If you’ve been about the Internet at all this week, you’ve heard about the “Heartbleed” bug in OpenSSL. This bug allows a remote attacker to read arbitrary memory out of a server, without any authentication or privileged access needed. It’s a very alarming exploit, one that has everyone involved in security on the Internet scrambling to see if they’re affected, and to fix any issues that have arisen from it.

I can happily report that Vindicia® CashBox® service was not affected by this issue. The SOAP-based API interface was not affected; nor was the web portal; nor were any of our QA or sandbox environments. We run a secondary service in Amazon’s cloud environment. The Amazon machines exposed to the vulnerability were patched by Amazon the same day the exploit was announced. The two clients impacted were notified and certificates have been rotated.

One issue clients may be concerned about is that of passwords. This vulnerability has the potential to make passwords visible to remote attackers.
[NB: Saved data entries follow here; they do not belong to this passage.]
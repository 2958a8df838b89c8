//! Router (spec §4.4): resolve a model string, gate on the circuit
//! breaker, attempt the primary provider, and on a fallback-eligible
//! failure walk the remaining enabled providers in priority order.
//! Grounded on `original_source/aratta/server.py::_get_provider_with_fallback`
//! (construction-failure fallback) combined with `circuit_breaker.py`/
//! `health.py` (runtime-failure fallback, which the original splits across
//! those two modules rather than naming a single "Router").

use std::sync::{Arc, RwLock, Weak};
use std::time::Instant;

use futures::stream::BoxStream;
use tracing::{info, warn};

use crate::core::circuit_breaker::CircuitBreaker;
use crate::core::health::{AdapterError, HealthMonitor};
use crate::core::providers::ProviderError;
use crate::core::registry::ProviderRegistry;
use crate::core::resolver::resolve_model;
use crate::core::types::{ChatRequest, ChatResponse, ChatStreamEvent, EmbeddingRequest, EmbeddingResponse};
use crate::utils::error::{should_fallback, GatewayError, Result};

/// Invoked with `(provider, last-5-errors)` exactly when the Health
/// Monitor decides a heal cycle should start (spec §4.6 step 5). The
/// Router only fires the hook; starting the async heal cycle and closing
/// the loop with `HealthMonitor::handle_heal_complete` is the hook's job
/// (wired up in `server::state::AppState::new`, which is the one place
/// that also owns the `HealWorker` and `ReloadManager`).
pub type HealHook = Arc<dyn Fn(String, Vec<AdapterError>) + Send + Sync>;

pub struct Router {
    registry: Arc<ProviderRegistry>,
    circuit_breaker: Arc<CircuitBreaker>,
    health_monitor: Arc<HealthMonitor>,
    heal_hook: RwLock<Option<HealHook>>,
}

impl Router {
    pub fn new(registry: Arc<ProviderRegistry>, circuit_breaker: Arc<CircuitBreaker>, health_monitor: Arc<HealthMonitor>) -> Self {
        Router { registry, circuit_breaker, health_monitor, heal_hook: RwLock::new(None) }
    }

    /// Registers the callback the Health Monitor's firing edge invokes.
    /// Takes `&self` (not `&mut self`) so it can be set once, after
    /// construction, on an already-`Arc`'d Router — see `AppState::new`,
    /// which needs the Router itself to exist before it can build a
    /// closure that calls back into it via `Weak`.
    pub fn set_heal_hook(&self, hook: HealHook) {
        *self.heal_hook.write().unwrap() = Some(hook);
    }

    pub fn health_monitor(&self) -> &Arc<HealthMonitor> {
        &self.health_monitor
    }

    pub fn circuit_breaker(&self) -> &Arc<CircuitBreaker> {
        &self.circuit_breaker
    }

    pub fn registry(&self) -> &Arc<ProviderRegistry> {
        &self.registry
    }

    /// Providers to try, primary first, ordered by configured priority
    /// among the remaining enabled providers (spec §4.4). Returns just
    /// `[primary]` when `enable_fallback` is off, making every request
    /// single-shot against its resolved provider.
    fn candidate_order(&self, primary: &str) -> Vec<String> {
        let config = self.registry.config();
        if !config.enable_fallback {
            return vec![primary.to_string()];
        }
        let mut rest: Vec<_> = config.enabled_providers().filter(|p| p.name != primary).collect();
        rest.sort_by_key(|p| p.priority);
        std::iter::once(primary.to_string()).chain(rest.into_iter().map(|p| p.name.clone())).collect()
    }

    /// Whether the circuit breaker gates this provider at all (spec §6
    /// `circuit_breaker_enabled`). When disabled every provider is always
    /// considered executable.
    fn can_execute(&self, provider: &str) -> bool {
        !self.registry.config().resilience.circuit_breaker_enabled || self.circuit_breaker.can_execute(provider)
    }

    /// Records the outcome of one attempt against both the breaker and
    /// the monitor, firing the heal hook if the monitor decides this is
    /// the error that should trigger a cycle.
    fn record_failure(&self, provider: &str, error: &ProviderError) {
        self.circuit_breaker.record_failure(provider);
        if let Some(recent) = self.health_monitor.record_error(provider, error) {
            if !self.registry.config().resilience.self_healing_enabled {
                return;
            }
            if let Some(hook) = self.heal_hook.read().unwrap().as_ref() {
                hook(provider.to_string(), recent);
            }
        }
    }

    fn record_success(&self, provider: &str) {
        self.circuit_breaker.record_success(provider);
        self.health_monitor.record_success(provider);
    }

    pub async fn chat(&self, request: ChatRequest) -> Result<ChatResponse> {
        let resolved = resolve_model(self.registry.config(), &request.model)
            .ok_or_else(|| GatewayError::NoProvidersAvailable(request.model.clone()))?;

        let mut last_error = None;
        for (attempt, provider_name) in self.candidate_order(&resolved.provider).into_iter().enumerate() {
            if !self.can_execute(&provider_name) {
                warn!(provider = %provider_name, "circuit open, skipping");
                continue;
            }
            let Ok(provider) = self.registry.get(&provider_name) else { continue };
            let mut attempt_request = request.clone();
            attempt_request.model = if attempt == 0 { resolved.model.clone() } else { provider.default_model().to_string() };

            let start = Instant::now();
            match provider.chat(&attempt_request).await {
                Ok(mut response) => {
                    self.record_success(&provider_name);
                    if attempt > 0 {
                        response.lineage = response.lineage.with_fallback_from(resolved.provider.clone());
                    }
                    info!(provider = %provider_name, latency_ms = start.elapsed().as_millis(), "chat ok");
                    return Ok(response);
                }
                Err(error) => {
                    self.record_failure(&provider_name, &error);
                    let gateway_error = GatewayError::Provider(error);
                    let fallback_eligible = should_fallback(&gateway_error);
                    warn!(provider = %provider_name, error = %gateway_error, fallback = fallback_eligible, "chat failed");
                    last_error = Some(gateway_error);
                    if !fallback_eligible {
                        return Err(last_error.unwrap());
                    }
                }
            }
        }
        Err(last_error.unwrap_or_else(|| GatewayError::NoProvidersAvailable(request.model.clone())))
    }

    pub async fn chat_stream(
        &self,
        request: ChatRequest,
    ) -> Result<BoxStream<'static, Result<ChatStreamEvent>>> {
        let resolved = resolve_model(self.registry.config(), &request.model)
            .ok_or_else(|| GatewayError::NoProvidersAvailable(request.model.clone()))?;
        if !self.can_execute(&resolved.provider) {
            return Err(GatewayError::CircuitOpen(resolved.provider));
        }
        let provider = self.registry.get(&resolved.provider)?;
        let mut request = request;
        request.model = resolved.model;
        let provider_name = resolved.provider.clone();
        match provider.chat_stream(&request).await {
            Ok(stream) => {
                self.record_success(&provider_name);
                use futures::StreamExt;
                Ok(Box::pin(stream.map(|event| event.map_err(GatewayError::Provider))))
            }
            Err(error) => {
                self.record_failure(&provider_name, &error);
                Err(GatewayError::Provider(error))
            }
        }
    }

    /// Embeddings never fall back (spec §4.9): the caller asked for a
    /// specific model's vector space, and a different provider's
    /// embedding is not interchangeable.
    pub async fn embed(&self, request: EmbeddingRequest) -> Result<EmbeddingResponse> {
        let resolved = resolve_model(self.registry.config(), &request.model)
            .ok_or_else(|| GatewayError::NoProvidersAvailable(request.model.clone()))?;
        if !self.can_execute(&resolved.provider) {
            return Err(GatewayError::CircuitOpen(resolved.provider));
        }
        let provider = self.registry.get(&resolved.provider)?;
        let mut request = request;
        request.model = resolved.model;
        match provider.embed(&request).await {
            Ok(response) => {
                self.record_success(&resolved.provider);
                Ok(response)
            }
            Err(error) => {
                self.record_failure(&resolved.provider, &error);
                Err(match error {
                    ProviderError::UnsupportedOperation { .. } => GatewayError::Provider(error),
                    other => GatewayError::Provider(other),
                })
            }
        }
    }
}

/// Helper for building a heal hook that upgrades a [`Weak<Router>`] so the
/// hook closure captured inside the Router it fires does not keep the
/// Router alive by a strong reference (which would never drop for the
/// lifetime of the process — harmless for a singleton, but the `Weak`
/// keeps the ownership story honest: the hook observes the Router, it
/// doesn't own it).
pub fn weak_router(router: &Arc<Router>) -> Weak<Router> {
    Arc::downgrade(router)
}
Again, since CashBox was never vulnerable, this was never a concern. Vindicia passwords are cryptographically random and issued by us, so there’s no concern that a user from a client may have reused a password that was compromised elsewhere here. We recommend that everyone use the password we issue them only on Vindicia; if you follow that recommendation, you have nothing to be worried about. However, if you shared your Vindicia password with another site, in light of the severity of this vulnerability, we recommend you reach out to our Client Services team to arrange a password reset.

Our clients often operate their own web sites and secure environments. These clients will need to evaluate their systems to determine whether they have updates they need to perform on their end. Depending on server architecture, one thing clients should consider is whether the SOAP password used programmatically to communicate with Vindicia could’ve been hijacked from within their own servers due to their own vulnerability. If that’s a possibility, after the server has been updated, clients should coordinate with Client Services to change those passwords as well.

Bottom line: Vindicia CashBox, Vindicia Select™ and ChargeGuard products were unaffected, and we see no security impact to our clients from our side from the Heartbleed vulnerability.